Items listed in a dataset:
....................

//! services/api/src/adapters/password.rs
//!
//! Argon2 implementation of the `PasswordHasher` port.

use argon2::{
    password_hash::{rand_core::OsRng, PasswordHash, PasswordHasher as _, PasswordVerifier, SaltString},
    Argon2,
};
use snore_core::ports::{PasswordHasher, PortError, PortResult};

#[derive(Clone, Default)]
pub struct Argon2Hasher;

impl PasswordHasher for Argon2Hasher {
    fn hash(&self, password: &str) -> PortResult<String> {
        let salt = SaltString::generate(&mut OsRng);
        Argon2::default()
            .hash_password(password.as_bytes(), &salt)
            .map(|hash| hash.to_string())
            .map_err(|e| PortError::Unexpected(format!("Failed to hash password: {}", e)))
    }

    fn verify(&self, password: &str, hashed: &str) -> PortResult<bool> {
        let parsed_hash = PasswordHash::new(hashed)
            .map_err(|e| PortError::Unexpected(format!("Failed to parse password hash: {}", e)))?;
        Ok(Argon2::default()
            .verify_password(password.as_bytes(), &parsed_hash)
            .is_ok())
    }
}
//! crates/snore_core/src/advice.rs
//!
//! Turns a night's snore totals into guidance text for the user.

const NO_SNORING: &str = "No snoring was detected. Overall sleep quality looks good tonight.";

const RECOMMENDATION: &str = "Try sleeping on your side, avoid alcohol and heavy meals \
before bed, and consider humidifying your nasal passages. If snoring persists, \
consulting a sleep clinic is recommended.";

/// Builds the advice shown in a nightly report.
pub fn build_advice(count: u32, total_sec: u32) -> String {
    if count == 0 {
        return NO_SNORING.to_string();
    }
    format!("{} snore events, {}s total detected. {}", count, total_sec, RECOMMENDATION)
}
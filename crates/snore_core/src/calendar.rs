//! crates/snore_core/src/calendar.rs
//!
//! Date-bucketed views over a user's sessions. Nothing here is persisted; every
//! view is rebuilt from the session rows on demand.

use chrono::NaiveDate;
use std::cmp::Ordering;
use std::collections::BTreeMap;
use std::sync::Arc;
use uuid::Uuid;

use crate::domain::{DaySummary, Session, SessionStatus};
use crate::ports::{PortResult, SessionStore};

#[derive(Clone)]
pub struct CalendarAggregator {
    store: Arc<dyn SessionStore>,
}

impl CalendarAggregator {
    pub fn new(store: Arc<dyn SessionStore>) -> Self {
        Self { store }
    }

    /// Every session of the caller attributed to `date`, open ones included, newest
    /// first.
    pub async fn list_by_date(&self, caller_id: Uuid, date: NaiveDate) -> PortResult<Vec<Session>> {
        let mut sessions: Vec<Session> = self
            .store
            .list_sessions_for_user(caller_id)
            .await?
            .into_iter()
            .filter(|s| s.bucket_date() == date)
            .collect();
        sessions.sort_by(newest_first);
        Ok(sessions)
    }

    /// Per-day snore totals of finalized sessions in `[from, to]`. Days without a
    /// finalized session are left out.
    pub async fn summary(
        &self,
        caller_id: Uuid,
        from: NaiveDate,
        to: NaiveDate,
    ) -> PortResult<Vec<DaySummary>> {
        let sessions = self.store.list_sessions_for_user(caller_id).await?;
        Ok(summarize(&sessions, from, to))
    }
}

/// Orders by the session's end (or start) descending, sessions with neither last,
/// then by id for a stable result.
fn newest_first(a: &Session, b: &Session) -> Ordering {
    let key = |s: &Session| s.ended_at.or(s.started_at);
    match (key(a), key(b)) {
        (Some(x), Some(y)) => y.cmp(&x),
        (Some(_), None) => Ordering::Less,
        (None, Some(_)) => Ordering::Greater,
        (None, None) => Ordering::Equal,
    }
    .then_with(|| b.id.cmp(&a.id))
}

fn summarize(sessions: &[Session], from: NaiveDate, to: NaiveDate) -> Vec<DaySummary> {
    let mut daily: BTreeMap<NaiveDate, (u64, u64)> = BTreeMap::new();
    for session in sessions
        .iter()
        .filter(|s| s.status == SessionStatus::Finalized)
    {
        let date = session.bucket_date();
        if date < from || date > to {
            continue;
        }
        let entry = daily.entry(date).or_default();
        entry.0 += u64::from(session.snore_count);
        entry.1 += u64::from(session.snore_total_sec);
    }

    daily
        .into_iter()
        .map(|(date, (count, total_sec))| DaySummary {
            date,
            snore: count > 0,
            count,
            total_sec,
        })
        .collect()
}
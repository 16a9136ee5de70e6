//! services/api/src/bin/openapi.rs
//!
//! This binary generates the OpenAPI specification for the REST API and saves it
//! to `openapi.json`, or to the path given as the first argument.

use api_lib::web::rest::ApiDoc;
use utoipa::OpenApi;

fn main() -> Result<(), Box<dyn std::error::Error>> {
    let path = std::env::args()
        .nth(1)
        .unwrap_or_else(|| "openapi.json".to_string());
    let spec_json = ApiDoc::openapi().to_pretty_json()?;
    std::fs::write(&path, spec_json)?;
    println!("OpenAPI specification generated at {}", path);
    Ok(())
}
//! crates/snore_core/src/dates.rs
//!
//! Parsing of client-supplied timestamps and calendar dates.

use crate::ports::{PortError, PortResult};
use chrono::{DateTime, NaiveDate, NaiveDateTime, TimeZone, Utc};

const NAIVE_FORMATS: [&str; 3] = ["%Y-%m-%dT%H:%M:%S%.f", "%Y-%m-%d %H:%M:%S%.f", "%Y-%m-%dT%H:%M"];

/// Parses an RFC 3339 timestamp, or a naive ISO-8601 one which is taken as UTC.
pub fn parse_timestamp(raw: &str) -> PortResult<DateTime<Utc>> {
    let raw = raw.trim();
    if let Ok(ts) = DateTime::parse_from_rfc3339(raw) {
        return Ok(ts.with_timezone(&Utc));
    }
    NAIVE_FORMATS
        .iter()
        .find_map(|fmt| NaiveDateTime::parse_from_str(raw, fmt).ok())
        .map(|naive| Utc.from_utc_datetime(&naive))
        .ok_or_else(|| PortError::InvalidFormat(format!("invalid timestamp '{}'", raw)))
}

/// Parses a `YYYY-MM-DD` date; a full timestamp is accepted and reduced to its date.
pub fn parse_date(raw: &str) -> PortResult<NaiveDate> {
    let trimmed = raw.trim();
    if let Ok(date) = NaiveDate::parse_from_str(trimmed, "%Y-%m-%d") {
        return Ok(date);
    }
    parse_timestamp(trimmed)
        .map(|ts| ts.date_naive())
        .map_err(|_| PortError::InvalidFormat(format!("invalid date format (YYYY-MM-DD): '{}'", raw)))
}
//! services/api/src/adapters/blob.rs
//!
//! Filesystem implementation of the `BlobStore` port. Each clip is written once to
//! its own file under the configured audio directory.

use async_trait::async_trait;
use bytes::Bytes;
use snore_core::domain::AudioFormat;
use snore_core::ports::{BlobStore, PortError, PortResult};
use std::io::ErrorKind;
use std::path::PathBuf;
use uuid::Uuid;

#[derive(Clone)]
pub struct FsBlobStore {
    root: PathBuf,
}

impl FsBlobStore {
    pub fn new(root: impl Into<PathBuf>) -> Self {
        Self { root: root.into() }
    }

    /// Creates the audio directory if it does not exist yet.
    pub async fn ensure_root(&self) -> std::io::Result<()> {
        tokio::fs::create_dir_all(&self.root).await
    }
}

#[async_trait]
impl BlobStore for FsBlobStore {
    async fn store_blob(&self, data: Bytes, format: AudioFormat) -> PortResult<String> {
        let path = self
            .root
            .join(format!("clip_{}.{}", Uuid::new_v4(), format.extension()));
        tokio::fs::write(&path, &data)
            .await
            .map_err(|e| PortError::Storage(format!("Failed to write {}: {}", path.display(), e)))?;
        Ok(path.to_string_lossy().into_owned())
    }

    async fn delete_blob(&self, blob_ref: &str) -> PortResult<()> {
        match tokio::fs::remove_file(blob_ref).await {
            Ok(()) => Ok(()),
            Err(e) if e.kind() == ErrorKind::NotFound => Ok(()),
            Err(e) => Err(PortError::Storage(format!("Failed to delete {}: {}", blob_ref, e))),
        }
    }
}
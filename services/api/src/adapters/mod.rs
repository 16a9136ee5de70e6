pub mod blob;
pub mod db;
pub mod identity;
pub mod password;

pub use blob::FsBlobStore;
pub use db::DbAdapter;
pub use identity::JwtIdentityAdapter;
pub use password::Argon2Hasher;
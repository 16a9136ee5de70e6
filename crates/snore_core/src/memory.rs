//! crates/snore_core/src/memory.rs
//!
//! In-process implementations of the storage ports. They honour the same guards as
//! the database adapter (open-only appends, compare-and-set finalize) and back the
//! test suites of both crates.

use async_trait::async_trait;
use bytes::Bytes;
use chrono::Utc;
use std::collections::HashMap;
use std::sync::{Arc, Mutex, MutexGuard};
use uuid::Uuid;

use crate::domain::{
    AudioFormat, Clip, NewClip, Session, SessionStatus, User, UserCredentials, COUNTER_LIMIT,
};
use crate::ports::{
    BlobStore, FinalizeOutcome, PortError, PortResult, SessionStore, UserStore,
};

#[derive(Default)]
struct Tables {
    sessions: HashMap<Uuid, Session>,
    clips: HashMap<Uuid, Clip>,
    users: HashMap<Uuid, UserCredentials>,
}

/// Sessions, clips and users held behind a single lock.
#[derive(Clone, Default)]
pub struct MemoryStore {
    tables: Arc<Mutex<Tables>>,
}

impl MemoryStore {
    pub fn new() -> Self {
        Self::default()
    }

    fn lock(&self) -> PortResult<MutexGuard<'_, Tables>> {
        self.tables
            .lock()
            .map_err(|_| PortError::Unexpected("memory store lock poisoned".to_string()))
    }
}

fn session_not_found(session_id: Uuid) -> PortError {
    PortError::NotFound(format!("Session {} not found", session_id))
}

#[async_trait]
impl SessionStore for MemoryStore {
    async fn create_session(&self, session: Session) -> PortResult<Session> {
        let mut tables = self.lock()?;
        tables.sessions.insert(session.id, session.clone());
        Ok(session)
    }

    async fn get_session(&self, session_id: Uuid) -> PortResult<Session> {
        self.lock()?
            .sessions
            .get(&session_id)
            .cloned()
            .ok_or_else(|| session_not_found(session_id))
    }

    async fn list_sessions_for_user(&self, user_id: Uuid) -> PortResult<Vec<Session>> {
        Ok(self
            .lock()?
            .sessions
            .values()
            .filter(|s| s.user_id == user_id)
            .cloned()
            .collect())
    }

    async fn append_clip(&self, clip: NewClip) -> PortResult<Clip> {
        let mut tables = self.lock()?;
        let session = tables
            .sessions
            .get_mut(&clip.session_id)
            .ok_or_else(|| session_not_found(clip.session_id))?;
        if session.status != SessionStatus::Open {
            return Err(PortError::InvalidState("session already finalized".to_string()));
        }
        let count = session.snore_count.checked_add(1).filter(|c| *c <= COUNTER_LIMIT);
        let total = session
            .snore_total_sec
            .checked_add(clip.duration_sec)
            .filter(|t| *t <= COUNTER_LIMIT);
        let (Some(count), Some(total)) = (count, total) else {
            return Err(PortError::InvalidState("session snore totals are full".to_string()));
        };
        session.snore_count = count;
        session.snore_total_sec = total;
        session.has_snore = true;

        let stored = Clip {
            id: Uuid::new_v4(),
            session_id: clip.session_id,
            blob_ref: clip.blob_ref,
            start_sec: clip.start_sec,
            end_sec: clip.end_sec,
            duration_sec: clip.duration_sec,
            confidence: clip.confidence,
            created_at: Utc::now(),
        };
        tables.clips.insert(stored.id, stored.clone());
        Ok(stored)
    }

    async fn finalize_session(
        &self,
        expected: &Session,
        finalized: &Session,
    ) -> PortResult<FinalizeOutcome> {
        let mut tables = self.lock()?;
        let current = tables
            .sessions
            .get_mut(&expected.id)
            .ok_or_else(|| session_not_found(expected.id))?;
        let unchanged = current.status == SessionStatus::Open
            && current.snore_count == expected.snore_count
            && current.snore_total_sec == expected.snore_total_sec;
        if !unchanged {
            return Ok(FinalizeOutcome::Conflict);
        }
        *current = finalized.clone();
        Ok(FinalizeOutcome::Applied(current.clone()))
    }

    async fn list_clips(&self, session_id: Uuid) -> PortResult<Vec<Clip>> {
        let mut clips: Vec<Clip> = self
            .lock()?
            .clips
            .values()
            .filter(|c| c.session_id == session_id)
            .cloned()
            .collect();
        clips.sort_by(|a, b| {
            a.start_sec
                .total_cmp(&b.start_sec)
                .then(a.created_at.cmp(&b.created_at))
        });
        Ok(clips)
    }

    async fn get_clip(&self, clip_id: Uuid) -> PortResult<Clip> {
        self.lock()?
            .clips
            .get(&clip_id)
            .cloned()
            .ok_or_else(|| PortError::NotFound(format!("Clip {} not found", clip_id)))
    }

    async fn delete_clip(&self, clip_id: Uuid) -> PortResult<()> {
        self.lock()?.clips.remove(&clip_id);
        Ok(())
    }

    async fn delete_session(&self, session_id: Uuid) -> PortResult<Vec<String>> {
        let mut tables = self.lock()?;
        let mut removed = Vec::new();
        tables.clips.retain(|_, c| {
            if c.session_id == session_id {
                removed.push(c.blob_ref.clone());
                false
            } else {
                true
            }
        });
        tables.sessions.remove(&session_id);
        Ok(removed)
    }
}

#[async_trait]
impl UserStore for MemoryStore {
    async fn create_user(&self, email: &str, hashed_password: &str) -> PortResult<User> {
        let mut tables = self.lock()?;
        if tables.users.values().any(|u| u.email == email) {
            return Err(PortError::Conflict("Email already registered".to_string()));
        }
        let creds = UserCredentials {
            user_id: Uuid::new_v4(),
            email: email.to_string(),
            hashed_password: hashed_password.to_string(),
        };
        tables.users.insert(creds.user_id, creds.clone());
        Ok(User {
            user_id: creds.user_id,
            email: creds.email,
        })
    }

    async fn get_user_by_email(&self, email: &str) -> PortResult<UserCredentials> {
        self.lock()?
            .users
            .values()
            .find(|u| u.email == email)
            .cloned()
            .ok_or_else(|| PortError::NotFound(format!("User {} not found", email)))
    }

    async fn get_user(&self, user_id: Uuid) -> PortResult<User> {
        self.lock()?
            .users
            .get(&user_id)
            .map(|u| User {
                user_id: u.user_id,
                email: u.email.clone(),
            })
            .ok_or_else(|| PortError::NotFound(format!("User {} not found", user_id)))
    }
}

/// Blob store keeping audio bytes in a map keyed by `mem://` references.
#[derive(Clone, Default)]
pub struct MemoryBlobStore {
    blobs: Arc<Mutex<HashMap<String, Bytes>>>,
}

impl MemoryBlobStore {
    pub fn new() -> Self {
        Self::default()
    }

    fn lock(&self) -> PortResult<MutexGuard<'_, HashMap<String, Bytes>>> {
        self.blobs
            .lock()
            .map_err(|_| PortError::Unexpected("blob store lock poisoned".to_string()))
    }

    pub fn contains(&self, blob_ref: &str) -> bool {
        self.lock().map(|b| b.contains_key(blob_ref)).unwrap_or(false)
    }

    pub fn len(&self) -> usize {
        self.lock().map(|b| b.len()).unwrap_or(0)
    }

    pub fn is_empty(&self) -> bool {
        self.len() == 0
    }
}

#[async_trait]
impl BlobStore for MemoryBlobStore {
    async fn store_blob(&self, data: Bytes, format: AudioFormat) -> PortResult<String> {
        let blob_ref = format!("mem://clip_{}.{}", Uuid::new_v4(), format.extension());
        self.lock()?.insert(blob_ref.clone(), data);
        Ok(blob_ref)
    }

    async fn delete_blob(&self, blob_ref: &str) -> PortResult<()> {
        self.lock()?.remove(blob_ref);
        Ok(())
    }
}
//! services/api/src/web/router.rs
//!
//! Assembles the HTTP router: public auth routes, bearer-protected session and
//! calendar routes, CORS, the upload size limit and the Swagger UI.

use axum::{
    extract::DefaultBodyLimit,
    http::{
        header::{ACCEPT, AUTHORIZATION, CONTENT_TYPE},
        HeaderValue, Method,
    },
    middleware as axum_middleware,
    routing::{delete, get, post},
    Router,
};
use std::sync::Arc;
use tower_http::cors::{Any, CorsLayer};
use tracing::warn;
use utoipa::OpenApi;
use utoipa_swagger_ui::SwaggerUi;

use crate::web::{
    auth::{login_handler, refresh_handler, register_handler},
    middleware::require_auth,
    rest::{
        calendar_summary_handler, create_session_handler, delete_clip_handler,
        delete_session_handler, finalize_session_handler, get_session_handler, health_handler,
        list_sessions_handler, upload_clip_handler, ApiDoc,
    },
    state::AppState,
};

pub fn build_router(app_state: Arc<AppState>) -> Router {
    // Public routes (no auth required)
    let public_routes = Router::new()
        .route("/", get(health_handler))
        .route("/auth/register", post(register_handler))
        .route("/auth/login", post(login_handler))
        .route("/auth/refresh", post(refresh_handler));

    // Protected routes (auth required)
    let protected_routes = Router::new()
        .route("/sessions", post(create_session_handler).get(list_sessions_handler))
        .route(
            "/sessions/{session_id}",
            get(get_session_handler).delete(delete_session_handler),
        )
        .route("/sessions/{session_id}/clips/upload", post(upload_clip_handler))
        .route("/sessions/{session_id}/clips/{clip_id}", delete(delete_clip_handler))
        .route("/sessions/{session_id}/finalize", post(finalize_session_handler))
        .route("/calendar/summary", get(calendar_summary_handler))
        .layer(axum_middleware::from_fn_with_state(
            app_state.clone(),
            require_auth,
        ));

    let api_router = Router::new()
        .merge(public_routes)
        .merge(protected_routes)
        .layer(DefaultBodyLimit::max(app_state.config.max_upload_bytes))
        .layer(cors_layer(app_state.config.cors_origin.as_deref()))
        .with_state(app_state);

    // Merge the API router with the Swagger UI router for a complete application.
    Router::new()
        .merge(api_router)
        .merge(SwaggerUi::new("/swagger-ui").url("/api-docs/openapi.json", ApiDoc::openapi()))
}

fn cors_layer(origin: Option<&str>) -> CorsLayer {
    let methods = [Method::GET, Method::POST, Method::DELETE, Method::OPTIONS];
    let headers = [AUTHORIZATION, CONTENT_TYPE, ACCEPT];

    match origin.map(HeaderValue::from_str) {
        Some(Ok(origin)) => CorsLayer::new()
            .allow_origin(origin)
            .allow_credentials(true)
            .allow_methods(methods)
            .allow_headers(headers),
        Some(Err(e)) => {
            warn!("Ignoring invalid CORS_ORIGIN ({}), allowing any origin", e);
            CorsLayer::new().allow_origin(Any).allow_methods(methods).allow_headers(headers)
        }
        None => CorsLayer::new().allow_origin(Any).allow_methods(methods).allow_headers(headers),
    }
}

....................

**WORK ORDER**. Scan the data above, find each line with "current", and copy it.

**COMPLETED EXERCISE**.
        let current = tables
        let unchanged = current.status == SessionStatus::Open
            && current.snore_count == expected.snore_count
            && current.snore_total_sec == expected.snore_total_sec;
        *current = finalized.clone();
        Ok(FinalizeOutcome::Applied(current.clone()))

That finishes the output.